The horror genre is clearly speculative and demands further research into all its art forms, representing often repressed sexual desires, and the threat of daylight as the disapproval of society. In today’s editorial, the psyche of horror is closely examined.

It is attractive to respond to fear with a discernment that crawls down the spinal cords and seize the heart in a breathtaking grasp. Many will claim that it is an unpleasant sensation, carefully avoid the thrill that rushes through the blood at a quick pace, and the adrenaline abhorrent that follows.

Nevertheless, across the world and throughout centuries, people have been constantly drawn to an irresistible aura of phenomenal events portrayed by theatrical performances discreetly written and visually designed to frighten the toughest of the audiences.

Extraordinary writers such as Edgar Allen Poe, Howard Phillips Lovecraft, Stephen King, and Clive Barker still taunt the reasoning with mesmerising stories of great horror, violence and gruesome beauty.

It has been investigated and proven feasible that the timeless, cross-cultural glamour for horror fiction insights from evolutionary psychology which leads horror to create the magnitude it takes in such devious forms. Indeed, one can master horror fiction and its lack of historical and cultural variance as an indication that there is such a thing as human nature.

Human nature has been sharpened through over millennia to be frightened by the unexplained, however, distinctively selective and not sensorial to every kind of fearful thrill, it is possible that our ancestors greatest fears were that they would become a prey, therefore a meat feast to carnivorous predators.
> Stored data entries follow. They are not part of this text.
//! Liquidation engine.
//!
//! This module liquidates positions below the minimum collateral ratio:
//! - Detection of liquidatable positions, including pending rewards
//! - Offset of as much debt as the Stability Pool holds
//! - Redistribution of the remainder over the other open positions
//!
//! Both ledgers are planned first and committed only when every plan
//! succeeded, so a failed liquidation leaves no trace.

use serde::{Deserialize, Serialize};

use crate::core::amount::{CollateralAmount, TokenAmount};
use crate::core::position::{AccountId, PositionId, PositionManager};
use crate::error::{Error, Result};
use crate::liquidation::stability_pool::{PoolTransition, StabilityPool};
use crate::utils::constants::*;
use crate::utils::math::*;
use crate::utils::validation::validate_price;

// ═══════════════════════════════════════════════════════════════════════════════
// LIQUIDATION EVENT
// ═══════════════════════════════════════════════════════════════════════════════

/// Record of a liquidation
#[derive(Debug, Clone, PartialEq, Eq, Serialize, Deserialize)]
pub struct LiquidationEvent {
    /// Position that was liquidated
    pub position_id: PositionId,
    /// Owner of the liquidated position
    pub owner: AccountId,
    /// Debt removed, pending rewards included
    pub debt: TokenAmount,
    /// Collateral seized, pending rewards included
    pub collateral: CollateralAmount,
    /// Debt cancelled against the Stability Pool
    pub debt_offset: TokenAmount,
    /// Collateral sent to the Stability Pool
    pub collateral_to_pool: CollateralAmount,
    /// Debt spread over the other positions
    pub debt_redistributed: TokenAmount,
    /// Collateral spread over the other positions
    pub collateral_redistributed: CollateralAmount,
    /// Price used
    pub price: u64,
    /// Collateralization ratio at liquidation
    pub ratio_at_liquidation: u64,
    /// Pool epoch/scale movement
    pub pool_transition: PoolTransition,
    /// Block height
    pub block_height: u64,
}

impl LiquidationEvent {
    /// Whether the pool absorbed the whole debt
    pub fn fully_offset(&self) -> bool {
        self.debt_redistributed.is_zero() && self.collateral_redistributed.is_zero()
    }
}

// ═══════════════════════════════════════════════════════════════════════════════
// LIQUIDATION SPLIT
// ═══════════════════════════════════════════════════════════════════════════════

/// Division of a liquidated position between pool and redistribution
#[derive(Debug, Clone, Copy, PartialEq, Eq, Serialize, Deserialize)]
pub struct LiquidationSplit {
    /// Debt the pool absorbs
    pub debt_offset: TokenAmount,
    /// Collateral the pool receives
    pub collateral_to_pool: CollateralAmount,
    /// Debt left for redistribution
    pub debt_redistributed: TokenAmount,
    /// Collateral left for redistribution
    pub collateral_redistributed: CollateralAmount,
}

impl LiquidationSplit {
    /// Offset as much debt as the pool holds, with the proportional
    /// (floored) share of collateral; the rest is redistributed
    pub fn compute(
        debt: TokenAmount,
        collateral: CollateralAmount,
        pool_deposits: TokenAmount,
    ) -> Result<Self> {
        let debt_offset = debt.min(pool_deposits);
        let collateral_to_pool = if debt_offset == debt {
            collateral
        } else {
            CollateralAmount::from_units(safe_mul_div(
                collateral.units(),
                debt_offset.units(),
                debt.units(),
            )?)
        };

        Ok(Self {
            debt_offset,
            collateral_to_pool,
            debt_redistributed: debt.try_sub(debt_offset)?,
            collateral_redistributed: collateral.try_sub(collateral_to_pool)?,
        })
    }
}

// ═══════════════════════════════════════════════════════════════════════════════
// LIQUIDATION ENGINE
// ═══════════════════════════════════════════════════════════════════════════════

/// Engine for liquidating undercollateralized positions
#[derive(Debug, Clone, Serialize, Deserialize)]
pub struct LiquidationEngine {
    /// Events history
    events: Vec<LiquidationEvent>,
    /// Maximum events to keep
    max_events: usize,
    /// Total liquidations performed
    total_liquidations: u64,
    /// Total debt liquidated
    total_debt_liquidated: TokenAmount,
    /// Total collateral seized
    total_collateral_seized: CollateralAmount,
    /// Debt absorbed by the pool
    total_debt_offset: TokenAmount,
    /// Debt redistributed to positions
    total_debt_redistributed: TokenAmount,
}

impl Default for LiquidationEngine {
    fn default() -> Self {
        Self::new()
    }
}

impl LiquidationEngine {
    /// Create a new liquidation engine
    pub fn new() -> Self {
        Self::with_max_events(MAX_RETAINED_EVENTS)
    }

    /// Create an engine keeping at most `max_events` events
    pub fn with_max_events(max_events: usize) -> Self {
        Self {
            events: Vec::new(),
            max_events,
            total_liquidations: 0,
            total_debt_liquidated: TokenAmount::ZERO,
            total_collateral_seized: CollateralAmount::ZERO,
            total_debt_offset: TokenAmount::ZERO,
            total_debt_redistributed: TokenAmount::ZERO,
        }
    }

    // ═══════════════════════════════════════════════════════════════════════════
    // LIQUIDATION EXECUTION
    // ═══════════════════════════════════════════════════════════════════════════

    /// Liquidate one position
    pub fn liquidate(
        &mut self,
        positions: &mut PositionManager,
        pool: &mut StabilityPool,
        id: &PositionId,
        price: u64,
        block_height: u64,
    ) -> Result<LiquidationEvent> {
        validate_price(price)?;

        let entire = positions.entire_debt_and_collateral(id)?;
        let ratio = calculate_collateral_ratio(
            entire.collateral.units(),
            price,
            entire.debt.units(),
        )?;
        if entire.debt.is_zero() || ratio >= positions.min_collateral_ratio() {
            return Err(Error::PositionHealthy(id.to_hex()));
        }

        let split = LiquidationSplit::compute(entire.debt, entire.collateral, pool.total_deposits())?;

        // Plan both ledgers before touching either
        let pool_plan = if split.debt_offset.is_zero() {
            None
        } else {
            Some(pool.plan_offset(split.debt_offset, split.collateral_to_pool)?)
        };
        let removal = positions.plan_liquidation(
            id,
            split.debt_redistributed,
            split.collateral_redistributed,
            block_height,
        )?;
        if removal.debt != entire.debt || removal.collateral != entire.collateral {
            return Err(Error::InvariantViolation(format!(
                "position {} changed between read and plan",
                id
            )));
        }

        let pool_transition = match pool_plan {
            Some(plan) => pool.commit_offset(plan)?.transition,
            None => PoolTransition::Unchanged,
        };
        let owner = removal.owner();
        positions.commit_liquidation(removal);

        let event = LiquidationEvent {
            position_id: *id,
            owner,
            debt: entire.debt,
            collateral: entire.collateral,
            debt_offset: split.debt_offset,
            collateral_to_pool: split.collateral_to_pool,
            debt_redistributed: split.debt_redistributed,
            collateral_redistributed: split.collateral_redistributed,
            price,
            ratio_at_liquidation: ratio,
            pool_transition,
            block_height,
        };

        tracing::info!(
            position = %id,
            ratio,
            debt = entire.debt.units(),
            offset = split.debt_offset.units(),
            redistributed = split.debt_redistributed.units(),
            "position liquidated"
        );

        self.total_liquidations += 1;
        self.total_debt_liquidated = self.total_debt_liquidated.saturating_add(entire.debt);
        self.total_collateral_seized = self
            .total_collateral_seized
            .saturating_add(entire.collateral);
        self.total_debt_offset = self.total_debt_offset.saturating_add(split.debt_offset);
        self.total_debt_redistributed = self
            .total_debt_redistributed
            .saturating_add(split.debt_redistributed);
        self.add_event(event.clone());

        Ok(event)
    }

    /// Liquidate several positions, each on its own
    ///
    /// A position that fails is logged and skipped; the others still go
    /// through.
    pub fn liquidate_batch(
        &mut self,
        positions: &mut PositionManager,
        pool: &mut StabilityPool,
        ids: &[PositionId],
        price: u64,
        block_height: u64,
        max_liquidations: usize,
    ) -> Result<Vec<LiquidationEvent>> {
        validate_price(price)?;

        let mut events = Vec::new();
        for id in ids.iter().take(max_liquidations) {
            match self.liquidate(positions, pool, id, price, block_height) {
                Ok(event) => events.push(event),
                Err(e) if e.is_critical() => {
                    tracing::error!(position = %id, error = %e, "liquidation aborted");
                }
                Err(e) => {
                    tracing::warn!(position = %id, error = %e, "liquidation skipped");
                }
            }
        }

        Ok(events)
    }

    /// Liquidate every liquidatable position, lowest ratio first
    pub fn liquidate_all(
        &mut self,
        positions: &mut PositionManager,
        pool: &mut StabilityPool,
        price: u64,
        block_height: u64,
        max_liquidations: usize,
    ) -> Result<Vec<LiquidationEvent>> {
        let ids: Vec<PositionId> = positions
            .get_liquidatable(price)
            .into_iter()
            .map(|(id, _)| id)
            .collect();
        self.liquidate_batch(positions, pool, &ids, price, block_height, max_liquidations)
    }

    // ═══════════════════════════════════════════════════════════════════════════
    // QUERIES
    // ═══════════════════════════════════════════════════════════════════════════

    /// Get total liquidations
    pub fn total_liquidations(&self) -> u64 {
        self.total_liquidations
    }

    /// Get total debt liquidated
    pub fn total_debt_liquidated(&self) -> TokenAmount {
        self.total_debt_liquidated
    }

    /// Get total collateral seized
    pub fn total_collateral_seized(&self) -> CollateralAmount {
        self.total_collateral_seized
    }

    /// Get recent events
    pub fn recent_events(&self) -> &[LiquidationEvent] {
        &self.events
    }

    /// Get events for a specific position
    pub fn events_for_position(&self, id: &PositionId) -> Vec<&LiquidationEvent> {
        self.events.iter().filter(|e| e.position_id == *id).collect()
    }

    /// Get statistics
    pub fn statistics(&self) -> LiquidationStats {
        let avg_ratio = if !self.events.is_empty() {
            let sum: u64 = self.events.iter().map(|e| e.ratio_at_liquidation).sum();
            sum / self.events.len() as u64
        } else {
            0
        };

        let fully_offset = self.events.iter().filter(|e| e.fully_offset()).count() as u64;

        LiquidationStats {
            total_liquidations: self.total_liquidations,
            total_debt_liquidated: self.total_debt_liquidated,
            total_collateral_seized: self.total_collateral_seized,
            total_debt_offset: self.total_debt_offset,
            total_debt_redistributed: self.total_debt_redistributed,
            average_ratio_at_liquidation: avg_ratio,
            fully_offset_count: fully_offset,
            redistribution_count: (self.events.len() as u64).saturating_sub(fully_offset),
        }
    }

    // ═══════════════════════════════════════════════════════════════════════════
    // INTERNAL
    // ═══════════════════════════════════════════════════════════════════════════

    /// Add an event (with pruning)
    fn add_event(&mut self, event: LiquidationEvent) {
        self.events.push(event);

        if self.events.len() > self.max_events {
            self.events.drain(0..self.events.len() - self.max_events);
        }
    }

    /// Serialize to bytes
    pub fn to_bytes(&self) -> Result<Vec<u8>> {
        bincode::serialize(self).map_err(|e| Error::Serialization(e.to_string()))
    }

    /// Deserialize from bytes
    pub fn from_bytes(bytes: &[u8]) -> Result<Self> {
        bincode::deserialize(bytes).map_err(|e| Error::Deserialization(e.to_string()))
    }
}

/// Liquidation statistics
#[derive(Debug, Clone, PartialEq, Eq, Serialize, Deserialize)]
pub struct LiquidationStats {
    /// Liquidations performed
    pub total_liquidations: u64,
    /// Debt removed from liquidated positions
    pub total_debt_liquidated: TokenAmount,
    /// Collateral seized from liquidated positions
    pub total_collateral_seized: CollateralAmount,
    /// Debt absorbed by the Stability Pool
    pub total_debt_offset: TokenAmount,
    /// Debt redistributed to positions
    pub total_debt_redistributed: TokenAmount,
    /// Mean ratio over retained events
    pub average_ratio_at_liquidation: u64,
    /// Retained events fully absorbed by the pool
    pub fully_offset_count: u64,
    /// Retained events with a redistributed remainder
    pub redistribution_count: u64,
}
As the renowned scientist and writer David Quammen has said, “among the earliest forms of human self-awareness, was the awareness of being meat.” There is unquestionable fossil evidence to back up this statement, suggesting that early hominids were preyed on by carnivores and that they scavenged from the kill sites of large felines and vice versa.

Modern-day hunter-gatherers, such as the Aché foragers in Paraguay, still suffer high mortality rates from snakes and feline attacks.
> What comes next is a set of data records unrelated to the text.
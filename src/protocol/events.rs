//! Ledger events for state change notifications.
//!
//! Every successful state change appends one or more events, so a client
//! can follow deposits, liquidations and pool resets without diffing
//! snapshots. Failed operations emit nothing.

use serde::{Deserialize, Serialize};
use std::collections::VecDeque;

use crate::core::amount::{CollateralAmount, RewardAmount, TokenAmount};
use crate::liquidation::engine::LiquidationEvent;
use crate::liquidation::redistribution::PendingRewards;
use crate::liquidation::stability_pool::{DepositorPayout, PoolTransition};
use crate::utils::hash::{merkle_root, AccountId, Hash, PositionId};
use crate::utils::math::FixedPoint;

// ═══════════════════════════════════════════════════════════════════════════════
// EVENT TYPES
// ═══════════════════════════════════════════════════════════════════════════════

/// All ledger event types
#[derive(Debug, Clone, PartialEq, Eq, Serialize, Deserialize)]
pub enum LedgerEvent {
    // Stability Pool Events
    /// Deposit to the pool
    PoolDeposit(PoolDepositEvent),
    /// Withdrawal from the pool
    PoolWithdraw(PoolWithdrawEvent),
    /// Gains paid out without moving principal
    GainsClaimed(GainsClaimedEvent),
    /// Reward tokens spread over depositors
    RewardIssued(RewardIssuedEvent),
    /// Debt cancelled against pool deposits
    Offset(OffsetEvent),
    /// Pool emptied and a new epoch started
    EpochAdvanced(EpochAdvancedEvent),
    /// Product factor rescaled
    ScaleAdvanced(ScaleAdvancedEvent),
    /// Unabsorbed debt and collateral spread over positions
    Redistribution(RedistributionEvent),

    // Position Events
    /// Position was opened
    PositionOpened(PositionOpenedEvent),
    /// Position collateral or debt changed
    PositionAdjusted(PositionAdjustedEvent),
    /// Position was closed by its owner
    PositionClosed(PositionClosedEvent),
    /// Position was liquidated
    PositionLiquidated(LiquidationEvent),
}

impl LedgerEvent {
    /// Get the event type as a string
    pub fn event_type(&self) -> &'static str {
        match self {
            Self::PoolDeposit(_) => "PoolDeposit",
            Self::PoolWithdraw(_) => "PoolWithdraw",
            Self::GainsClaimed(_) => "GainsClaimed",
            Self::RewardIssued(_) => "RewardIssued",
            Self::Offset(_) => "Offset",
            Self::EpochAdvanced(_) => "EpochAdvanced",
            Self::ScaleAdvanced(_) => "ScaleAdvanced",
            Self::Redistribution(_) => "Redistribution",
            Self::PositionOpened(_) => "PositionOpened",
            Self::PositionAdjusted(_) => "PositionAdjusted",
            Self::PositionClosed(_) => "PositionClosed",
            Self::PositionLiquidated(_) => "PositionLiquidated",
        }
    }

    /// Get the block height
    pub fn block_height(&self) -> u64 {
        match self {
            Self::PoolDeposit(e) => e.block_height,
            Self::PoolWithdraw(e) => e.block_height,
            Self::GainsClaimed(e) => e.block_height,
            Self::RewardIssued(e) => e.block_height,
            Self::Offset(e) => e.block_height,
            Self::EpochAdvanced(e) => e.block_height,
            Self::ScaleAdvanced(e) => e.block_height,
            Self::Redistribution(e) => e.block_height,
            Self::PositionOpened(e) => e.block_height,
            Self::PositionAdjusted(e) => e.block_height,
            Self::PositionClosed(e) => e.block_height,
            Self::PositionLiquidated(e) => e.block_height,
        }
    }

    /// Compute event hash
    ///
    /// Every field serializes infallibly with bincode; should that ever
    /// fail the debug representation is hashed instead.
    pub fn hash(&self) -> Hash {
        match bincode::serialize(self) {
            Ok(data) => Hash::sha256(&data),
            Err(_) => Hash::sha256(format!("{:?}", self).as_bytes()),
        }
    }
}

// ═══════════════════════════════════════════════════════════════════════════════
// STABILITY POOL EVENTS
// ═══════════════════════════════════════════════════════════════════════════════

/// Event emitted on a pool deposit
#[derive(Debug, Clone, PartialEq, Eq, Serialize, Deserialize)]
pub struct PoolDepositEvent {
    /// Depositor
    pub depositor: AccountId,
    /// Amount added
    pub amount: TokenAmount,
    /// Balances and gains settled by the deposit
    pub payout: DepositorPayout,
    /// Pool total after the deposit
    pub total_deposits: TokenAmount,
    /// Block height
    pub block_height: u64,
}

/// Event emitted on a pool withdrawal
#[derive(Debug, Clone, PartialEq, Eq, Serialize, Deserialize)]
pub struct PoolWithdrawEvent {
    /// Depositor
    pub depositor: AccountId,
    /// Balances and gains settled by the withdrawal
    pub payout: DepositorPayout,
    /// Pool total after the withdrawal
    pub total_deposits: TokenAmount,
    /// Block height
    pub block_height: u64,
}

/// Event emitted when gains are claimed
#[derive(Debug, Clone, PartialEq, Eq, Serialize, Deserialize)]
pub struct GainsClaimedEvent {
    /// Depositor
    pub depositor: AccountId,
    /// Collateral paid
    pub collateral: CollateralAmount,
    /// Reward tokens paid
    pub reward: RewardAmount,
    /// Block height
    pub block_height: u64,
}

/// Event emitted when reward tokens are issued to the pool
#[derive(Debug, Clone, PartialEq, Eq, Serialize, Deserialize)]
pub struct RewardIssuedEvent {
    /// Amount distributed
    pub amount: RewardAmount,
    /// Deposits it was spread over
    pub total_deposits: TokenAmount,
    /// Block height
    pub block_height: u64,
}

/// Event emitted when debt is offset against the pool
#[derive(Debug, Clone, PartialEq, Eq, Serialize, Deserialize)]
pub struct OffsetEvent {
    /// Debt cancelled
    pub debt: TokenAmount,
    /// Collateral handed to depositors
    pub collateral: CollateralAmount,
    /// Pool total after the offset
    pub total_deposits: TokenAmount,
    /// Block height
    pub block_height: u64,
}

/// Event emitted when an offset empties the pool
#[derive(Debug, Clone, PartialEq, Eq, Serialize, Deserialize)]
pub struct EpochAdvancedEvent {
    /// The new epoch
    pub epoch: u64,
    /// Block height
    pub block_height: u64,
}

/// Event emitted when an offset rescales the product factor
#[derive(Debug, Clone, PartialEq, Eq, Serialize, Deserialize)]
pub struct ScaleAdvancedEvent {
    /// The new scale
    pub scale: u64,
    /// Product factor after rescaling
    pub p: FixedPoint,
    /// Block height
    pub block_height: u64,
}

/// Event emitted when a remainder is redistributed over positions
#[derive(Debug, Clone, PartialEq, Eq, Serialize, Deserialize)]
pub struct RedistributionEvent {
    /// Debt redistributed
    pub debt: TokenAmount,
    /// Collateral redistributed
    pub collateral: CollateralAmount,
    /// Collateral per unit stake after the event
    pub l_collateral: FixedPoint,
    /// Debt per unit stake after the event
    pub l_debt: FixedPoint,
    /// Block height
    pub block_height: u64,
}

impl LedgerEvent {
    /// Pool transition event for an offset outcome, if the pool moved
    pub fn for_transition(
        transition: PoolTransition,
        p: FixedPoint,
        block_height: u64,
    ) -> Option<Self> {
        match transition {
            PoolTransition::Unchanged => None,
            PoolTransition::EpochAdvanced(epoch) => {
                Some(Self::EpochAdvanced(EpochAdvancedEvent { epoch, block_height }))
            }
            PoolTransition::ScaleAdvanced(scale) => Some(Self::ScaleAdvanced(ScaleAdvancedEvent {
                scale,
                p,
                block_height,
            })),
        }
    }
}

// ═══════════════════════════════════════════════════════════════════════════════
// POSITION EVENTS
// ═══════════════════════════════════════════════════════════════════════════════

/// Event emitted when a position is opened
#[derive(Debug, Clone, PartialEq, Eq, Serialize, Deserialize)]
pub struct PositionOpenedEvent {
    /// Position identifier
    pub position_id: PositionId,
    /// Owner
    pub owner: AccountId,
    /// Initial collateral
    pub collateral: CollateralAmount,
    /// Initial debt
    pub debt: TokenAmount,
    /// Stake assigned
    pub stake: u64,
    /// Block height
    pub block_height: u64,
}

/// Kind of position adjustment
#[derive(Debug, Clone, Copy, PartialEq, Eq, Serialize, Deserialize)]
pub enum Adjustment {
    /// Collateral added
    AddCollateral(CollateralAmount),
    /// Collateral withdrawn
    WithdrawCollateral(CollateralAmount),
    /// Debt drawn
    Borrow(TokenAmount),
    /// Debt repaid
    Repay(TokenAmount),
}

/// Event emitted when a position's collateral or debt changes
#[derive(Debug, Clone, PartialEq, Eq, Serialize, Deserialize)]
pub struct PositionAdjustedEvent {
    /// Position identifier
    pub position_id: PositionId,
    /// What changed
    pub adjustment: Adjustment,
    /// Redistribution rewards materialized first
    pub rewards_applied: PendingRewards,
    /// Collateral after the change
    pub collateral: CollateralAmount,
    /// Debt after the change
    pub debt: TokenAmount,
    /// Stake after the change
    pub stake: u64,
    /// Block height
    pub block_height: u64,
}

/// Event emitted when a position is closed by its owner
#[derive(Debug, Clone, PartialEq, Eq, Serialize, Deserialize)]
pub struct PositionClosedEvent {
    /// Position identifier
    pub position_id: PositionId,
    /// Collateral released
    pub collateral: CollateralAmount,
    /// Debt settled
    pub debt: TokenAmount,
    /// Block height
    pub block_height: u64,
}

// ═══════════════════════════════════════════════════════════════════════════════
// EVENT LOG
// ═══════════════════════════════════════════════════════════════════════════════

/// Bounded, ordered log of ledger events
///
/// Oldest events are dropped once `max_retained` is exceeded; the
/// sequence counter keeps counting so consumers can detect the gap.
#[derive(Debug, Clone, PartialEq, Eq, Serialize, Deserialize)]
pub struct EventLog {
    events: VecDeque<LedgerEvent>,
    max_retained: usize,
    total_recorded: u64,
}

impl Default for EventLog {
    fn default() -> Self {
        Self::new(crate::utils::constants::MAX_RETAINED_EVENTS)
    }
}

impl EventLog {
    /// Create an empty log keeping at most `max_retained` events
    pub fn new(max_retained: usize) -> Self {
        Self {
            events: VecDeque::new(),
            max_retained: max_retained.max(1),
            total_recorded: 0,
        }
    }

    /// Add an event to the log
    pub fn push(&mut self, event: LedgerEvent) {
        self.events.push_back(event);
        self.total_recorded += 1;
        while self.events.len() > self.max_retained {
            self.events.pop_front();
        }
    }

    /// Add several events in order
    pub fn extend(&mut self, events: impl IntoIterator<Item = LedgerEvent>) {
        for event in events {
            self.push(event);
        }
    }

    /// Retained events, oldest first
    pub fn events(&self) -> impl Iterator<Item = &LedgerEvent> {
        self.events.iter()
    }

    /// The `n` most recent events, oldest first
    pub fn recent(&self, n: usize) -> Vec<&LedgerEvent> {
        let skip = self.events.len().saturating_sub(n);
        self.events.iter().skip(skip).collect()
    }

    /// Get events of a specific type
    pub fn filter_by_type(&self, event_type: &str) -> Vec<&LedgerEvent> {
        self.events
            .iter()
            .filter(|e| e.event_type() == event_type)
            .collect()
    }

    /// Events recorded at or after `block_height`
    pub fn since(&self, block_height: u64) -> Vec<&LedgerEvent> {
        self.events
            .iter()
            .filter(|e| e.block_height() >= block_height)
            .collect()
    }

    /// Number of retained events
    pub fn len(&self) -> usize {
        self.events.len()
    }

    /// Check if empty
    pub fn is_empty(&self) -> bool {
        self.events.is_empty()
    }

    /// Events ever recorded, including dropped ones
    pub fn total_recorded(&self) -> u64 {
        self.total_recorded
    }

    /// Clear retained events
    pub fn clear(&mut self) {
        self.events.clear();
    }

    /// Compute merkle root of retained events
    pub fn merkle_root(&self) -> Hash {
        let hashes: Vec<Hash> = self.events.iter().map(LedgerEvent::hash).collect();
        merkle_root(&hashes)
    }
}

// ═══════════════════════════════════════════════════════════════════════════════
// TESTS
// ═══════════════════════════════════════════════════════════════════════════════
Setting the human factor aside, while observing the appeased of horror fiction through the prism of evolutionary practice and theory, it comes as no wonderment that the over revisited themes and storylines that nowadays are reproduced as sequels, failing to more often galvanise the most devoted horror aficionado.

Nevertheless, one may ask if we have too many snakes or snake-like creatures or giant serpents in horror fiction? As a fine example, the answer would be; yes we do. Tremors, as a fair example, had tremendously large snakes with fangs.

Predators have been constantly oversized and vicious through many horror novels and movie classics, including James Herbert’s The Rats, Shaun Hutson’s Slugs, Cat People, King Kong, and the infamous, meat grinding Jaws franchise, to name but a few.

Freddie Krueger in Nightmare on Elm Street is definitely one of the greatest predators armed with over-sized claws, while Hannibal Lecter in the 1981 novel Red Dragon, displayed an insatiable taste for human flesh.

Oddly, and most arguably, the iconic horror monstrosities may not be the ghastly beasts of the natural world, but the surreal, fictitious foes that are called vampires, werewolves, witches, zombies and ghosts.

With the exception of ghosts — even thus recently discredited by scientists — these mythical abnormalities are deeply exaggerated, soap opera versions of more realistic threats that our ancestors had to fight against.

However, and while digging deeper into the core of fear itself, those abnormalities have endured culturally because of our cognitive senses, and as a trending fashion, appealing to other horrors somehow entwined with the modern Gothic culture, which has made vampires fit into the human category in most respects, except that they are undead, bloodthirsty predators.

The popularity of the horror creature that feeds upon human fear and the contagion seems to be unstoppable, a flesh-eating virus that turns everyone into a zombie.

The horror genre which currently, is more popular than ever, offers intriguing insights into our psyches, and surely ripe for further publishing.

In conclusion, horror literature, cinema, music, gaming, collectables and other forms of aversion expressionism still delight even if the classical, old-fashioned thrills have transmuted until present era, how people interpret horror as an art, and how they perceive the evolution between the 80s and late 90s, it is admissible that there is a space for slasher moments.

Looking ahead, and the direction in which our publication slowly advances — especially the ability to access niche material online in limitless supply — it also poses new enigmas about the enjoyment of horror through our avid readers, which leads one to think that we all need to understand how this media-rich environment affects consumption of extremely violent and disturbing content.